WORK INSTRUCTION
Word for word, restate the lines of the data from the first through the one containing "id is taken.", and nothing else.

Excerpts from a dataset
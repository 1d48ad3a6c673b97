use std::cmp::Reverse;
use std::collections::HashMap;

use chrono::Utc;

use crate::error::{Result, TrackerError};
use crate::tracker::application::{ApplicationId, OwnerId, TrackedApplication};
use crate::tracker::query::{paginate, ListQuery, Page};
use crate::tracker::validation::{ValidApplication, ValidPatch};

const DEFAULT_MAX_APPLICATIONS: usize = 10_000;

#[derive(Debug, Clone)]
struct StoredApplication {
    /// Insertion order, used to break `created_at` ties.
    seq: u64,
    record: TrackedApplication,
}

/// Holds every tracked application. All lookups are owner-scoped: a record
/// owned by someone else behaves exactly like a missing one.
#[derive(Debug)]
pub struct ApplicationStore {
    records: HashMap<ApplicationId, StoredApplication>,
    next_seq: u64,
    max_applications: usize,
}

impl Default for ApplicationStore {
    fn default() -> Self {
        Self::new()
    }
}

impl ApplicationStore {
    pub fn new() -> Self {
        Self::with_capacity(DEFAULT_MAX_APPLICATIONS)
    }

    pub fn with_capacity(max_applications: usize) -> Self {
        Self {
            records: HashMap::new(),
            next_seq: 0,
            max_applications,
        }
    }

    /// Create a record for `owner` from validated fields.
    pub fn create(
        &mut self,
        owner: &OwnerId,
        fields: ValidApplication,
    ) -> Result<TrackedApplication> {
        self.insert(TrackedApplication::new(owner.clone(), fields))
    }

    /// Insert a fully formed record. Fails when the store is full or the id is taken.
    pub fn insert(&mut self, record: TrackedApplication) -> Result<TrackedApplication> {
        if self.is_full() {
            tracing::warn!(
                max_applications = self.max_applications,
                "Rejecting application, store is at capacity"
            );
            return Err(TrackerError::CapacityExceeded);
        }
        if self.records.contains_key(&record.id) {
            return Err(TrackerError::Internal(format!(
                "duplicate application id {}",
                record.id
            )));
        }

        let seq = self.next_seq;
        self.next_seq += 1;
        tracing::debug!(id = %record.id, owner = %record.owner_id, seq, "Application stored");
        self.records.insert(
            record.id.clone(),
            StoredApplication {
                seq,
                record: record.clone(),
            },
        );
        Ok(record)
    }

    pub fn get(&self, owner: &OwnerId, id: &ApplicationId) -> Option<&TrackedApplication> {
        self.records
            .get(id)
            .map(|stored| &stored.record)
            .filter(|record| &record.owner_id == owner)
    }

    /// Apply a partial update and return the stored result.
    pub fn update(
        &mut self,
        owner: &OwnerId,
        id: &ApplicationId,
        patch: &ValidPatch,
    ) -> Result<TrackedApplication> {
        match self.records.get_mut(id) {
            Some(stored) if &stored.record.owner_id == owner => {
                stored.record.apply_patch(patch, Utc::now());
                Ok(stored.record.clone())
            }
            _ => Err(TrackerError::NotFound(id.to_string())),
        }
    }

    pub fn remove(&mut self, owner: &OwnerId, id: &ApplicationId) -> Result<TrackedApplication> {
        match self.records.get(id) {
            Some(stored) if &stored.record.owner_id == owner => self
                .records
                .remove(id)
                .map(|stored| stored.record)
                .ok_or_else(|| TrackerError::NotFound(id.to_string())),
            _ => Err(TrackerError::NotFound(id.to_string())),
        }
    }

    /// Newest first: `created_at` descending, later insertions ahead on ties.
    pub fn query(&self, owner: &OwnerId, query: &ListQuery) -> Page<TrackedApplication> {
        let mut matching: Vec<&StoredApplication> = self
            .records
            .values()
            .filter(|stored| &stored.record.owner_id == owner)
            .filter(|stored| query.filter.matches(&stored.record))
            .collect();
        matching.sort_by_key(|stored| (Reverse(stored.record.created_at), Reverse(stored.seq)));

        paginate(
            matching
                .into_iter()
                .map(|stored| stored.record.clone())
                .collect(),
            query,
        )
    }

    /// Number of records owned by `owner`.
    pub fn count_for_owner(&self, owner: &OwnerId) -> usize {
        self.records
            .values()
            .filter(|stored| &stored.record.owner_id == owner)
            .count()
    }

    pub fn len(&self) -> usize {
        self.records.len()
    }

    pub fn is_empty(&self) -> bool {
        self.records.is_empty()
    }

    pub fn is_full(&self) -> bool {
        self.records.len() >= self.max_applications
    }
}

EXERCISE ANSWER
repository 1d48ad3a6c673b97
use std::cmp::Reverse;
use std::collections::HashMap;

use chrono::Utc;

use crate::error::{Result, TrackerError};
use crate::tracker::application::{ApplicationId, OwnerId, TrackedApplication};
use crate::tracker::query::{paginate, ListQuery, Page};
use crate::tracker::validation::{ValidApplication, ValidPatch};

const DEFAULT_MAX_APPLICATIONS: usize = 10_000;

#[derive(Debug, Clone)]
struct StoredApplication {
    /// Insertion order, used to break `created_at` ties.
    seq: u64,
    record: TrackedApplication,
}

/// Holds every tracked application. All lookups are owner-scoped: a record
/// owned by someone else behaves exactly like a missing one.
#[derive(Debug)]
pub struct ApplicationStore {
    records: HashMap<ApplicationId, StoredApplication>,
    next_seq: u64,
    max_applications: usize,
}

impl Default for ApplicationStore {
    fn default() -> Self {
        Self::new()
    }
}

impl ApplicationStore {
    pub fn new() -> Self {
        Self::with_capacity(DEFAULT_MAX_APPLICATIONS)
    }

    pub fn with_capacity(max_applications: usize) -> Self {
        Self {
            records: HashMap::new(),
            next_seq: 0,
            max_applications,
        }
    }

    /// Create a record for `owner` from validated fields.
    pub fn create(
        &mut self,
        owner: &OwnerId,
        fields: ValidApplication,
    ) -> Result<TrackedApplication> {
        self.insert(TrackedApplication::new(owner.clone(), fields))
    }

    /// Insert a fully formed record. Fails when the store is full or the id is taken.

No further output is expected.